Some owners raised concerns immediately they moved in and the developer did some tests which showed the noise levels meet the worthless BCA requirements. BCA only requires a 2-star floor rating. Many owners had sought and been given assurances by the developer that they would not hear these sorts of noises (unfortunately only verbal).
Several other owners have subsequently come forward and expressed similar dissatisfaction. The noise from people simply walking around is sometimes loud enough to wake people at night and is generally extremely annoying. It is not one of those “apartment things” that one gets accustomed to.
The owners have now obtained the acoustic consultant’s report and drawings that were approved by the local town council for the building permit. These specified that acoustic insulation must be installed in ceilings. It is also specified in all the drawings. However no insulation has been actually been installed. The acoustic report also recommends that flexible mounts should be used for the furring channels on ceilings and walls. These have also not been installed. The developer’s glossy advertising brochures proudly claim “Insulation to ceiling space, internal and external walls for increased acoustic and thermal performance”. The contractor that installed the ceilings has provided a “Compliance Certificate Building Act 2011” which stated that the “..internal ceilings and walls insulation works comply with the approved design and BCA and Australian Standards”. All the drawings are certified by an independent certifier.

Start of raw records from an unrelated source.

//! Severity levels.

use std::fmt;
use std::str::FromStr;

use serde::{Deserialize, Serialize};

use crate::error::Error;

/// Record severity, ordered from most to least verbose.
#[derive(Debug, Clone, Copy, PartialEq, Eq, PartialOrd, Ord, Hash, Serialize, Deserialize)]
#[serde(rename_all = "lowercase")]
pub enum Level {
    Trace,
    Debug,
    Info,
    Warn,
    Error,
    Fatal,
    Panic,
}

impl Level {
    /// All levels, most verbose first.
    pub const ALL: [Level; 7] = [
        Level::Trace,
        Level::Debug,
        Level::Info,
        Level::Warn,
        Level::Error,
        Level::Fatal,
        Level::Panic,
    ];

    /// Lowercase name as written into records and accepted by config.
    pub fn as_str(self) -> &'static str {
        match self {
            Level::Trace => "trace",
            Level::Debug => "debug",
            Level::Info => "info",
            Level::Warn => "warn",
            Level::Error => "error",
            Level::Fatal => "fatal",
            Level::Panic => "panic",
        }
    }

    /// Three-letter tag used by the console sink.
    pub fn short(self) -> &'static str {
        match self {
            Level::Trace => "TRC",
            Level::Debug => "DBG",
            Level::Info => "INF",
            Level::Warn => "WRN",
            Level::Error => "ERR",
            Level::Fatal => "FTL",
            Level::Panic => "PNC",
        }
    }
}

impl fmt::Display for Level {
    fn fmt(&self, f: &mut fmt::Formatter<'_>) -> fmt::Result {
        f.write_str(self.as_str())
    }
}

impl FromStr for Level {
    type Err = Error;

    fn from_str(s: &str) -> Result<Self, Self::Err> {
        match s.trim().to_ascii_lowercase().as_str() {
            "trace" => Ok(Level::Trace),
            "debug" => Ok(Level::Debug),
            "info" => Ok(Level::Info),
            "warn" | "warning" => Ok(Level::Warn),
            "error" => Ok(Level::Error),
            "fatal" => Ok(Level::Fatal),
            "panic" => Ok(Level::Panic),
            _ => Err(Error::InvalidLevel(s.to_string())),
        }
    }
}

#[cfg(test)]
mod tests {
    use super::*;

    #[test]
    fn test_parse_levels() {
        for level in Level::ALL {
            assert_eq!(level.as_str().parse::<Level>().unwrap(), level);
        }
        assert_eq!("WARN".parse::<Level>().unwrap(), Level::Warn);
        assert_eq!(" info ".parse::<Level>().unwrap(), Level::Info);
    }

    #[test]
    fn test_invalid_level() {
        let err = "notalevel".parse::<Level>().unwrap_err();
        assert!(err.to_string().contains("notalevel"));
        assert!("".parse::<Level>().is_err());
    }

    #[test]
    fn test_ordering() {
        assert!(Level::Trace < Level::Debug);
        assert!(Level::Warn < Level::Error);
        assert!(Level::Fatal < Level::Panic);
    }
}
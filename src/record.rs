//! Structured log record.
//!
//! A record is what one terminal call commits: severity, optional timestamp,
//! optional caller location, message and the caller's typed fields in call
//! order. Sinks receive it by reference; the file sink writes it as one JSON
//! object per line.

use std::borrow::Cow;

use chrono::{DateTime, SecondsFormat, Utc};
use serde::ser::{Serialize, SerializeMap, Serializer};
use serde_json::Value;

use crate::level::Level;

/// Key the base error field is written under by `err()`.
pub const ERROR_FIELD: &str = "error";

/// One structured log object.
#[derive(Debug, Clone, PartialEq)]
pub struct Record {
    level: Level,
    time: Option<DateTime<Utc>>,
    caller: Option<String>,
    message: String,
    fields: Vec<(Cow<'static, str>, Value)>,
}

impl Record {
    pub fn new(level: Level) -> Self {
        Self {
            level,
            time: None,
            caller: None,
            message: String::new(),
            fields: Vec::new(),
        }
    }

    pub fn level(&self) -> Level {
        self.level
    }

    pub fn time(&self) -> Option<DateTime<Utc>> {
        self.time
    }

    pub fn caller(&self) -> Option<&str> {
        self.caller.as_deref()
    }

    pub fn message(&self) -> &str {
        &self.message
    }

    /// Fields in the order they were added.
    pub fn fields(&self) -> impl Iterator<Item = (&str, &Value)> {
        self.fields.iter().map(|(k, v)| (k.as_ref(), v))
    }

    /// First field with the given key.
    pub fn field(&self, key: &str) -> Option<&Value> {
        self.fields.iter().find(|(k, _)| k == key).map(|(_, v)| v)
    }

    pub fn set_time(&mut self, time: DateTime<Utc>) {
        self.time = Some(time);
    }

    pub fn set_caller(&mut self, caller: impl Into<String>) {
        self.caller = Some(caller.into());
    }

    pub fn set_message(&mut self, message: impl Into<String>) {
        self.message = message.into();
    }

    /// Append a field. Duplicate keys are kept, in order.
    pub fn push(&mut self, key: impl Into<Cow<'static, str>>, value: impl Into<Value>) {
        self.fields.push((key.into(), value.into()));
    }

    pub(crate) fn extend<I>(&mut self, fields: I)
    where
        I: IntoIterator<Item = (Cow<'static, str>, Value)>,
    {
        self.fields.extend(fields);
    }

    /// Serialize as a single JSON line (no trailing newline).
    pub fn to_json_line(&self) -> String {
        // Keys are strings and values are already JSON, so this cannot fail.
        serde_json::to_string(self).unwrap_or_default()
    }
}

impl Serialize for Record {
    fn serialize<S: Serializer>(&self, serializer: S) -> Result<S::Ok, S::Error> {
        let mut map = serializer.serialize_map(None)?;
        map.serialize_entry("level", self.level.as_str())?;
        if let Some(time) = &self.time {
            map.serialize_entry("time", &time.to_rfc3339_opts(SecondsFormat::Millis, true))?;
        }
        if let Some(caller) = &self.caller {
            map.serialize_entry("caller", caller)?;
        }
        map.serialize_entry("message", &self.message)?;
        for (key, value) in &self.fields {
            map.serialize_entry(key.as_ref(), value)?;
        }
        map.end()
    }
}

The approving town council is not willing to do anything about it. The so-called independent certifier just repeats whatever the builder tells him to – “it complies with BCA”. The builder and developer have offered no explanation as to why the insulation was omitted and so far won’t do anything about it. They claim it won’t eliminate the noise (but wont provide any professional advice to back that up). We accept that it may not eliminate the noise, but we also know that will reduce it. We want them to rip out the ceilings in at least one apartment and to do the job they way it should have been done, and if there is a demonstrable improvement, then to do it in all affected apartments. It would have cost the builder about $2,000 per apartment to install insulation and flexible mountings at the construction stage. To retro-fit is more like $40,000 and major disruption.
What I’ve learnt from this:
BCA impact noise standards are worthless. That’s nothing new for this forum, but why has nothing been done about it?
The developer’s advertising material was false – you cannot trust even the most reputable developer.
The ceiling installer provided a false declaration.
The s0-called independent certifier is paid by the builder, so he has a conflict of interest and his integrity is compromised. Certifiers appear to be nothing more than rubber-stampers.
I now understand how new buildings like the ones in Sydney can be built and condemned with massive defects! No-one is checking anything. The government system of regulations and enforcement of those regulations is flawed if it can allow this sort of thing to happen.
Never buy an apartment off-plan. Until you can walk around in an apartment and assess the noise yourself, stay away!
Apart from the above noise issues, there are a range of other issues of negligence and incompetence that I can relate (maybe in another post!). In 90% of them I find that the problem comes down to the builder not building according to the approved drawing – taking short cuts, leaving things out, changing things without reference to the designer etc.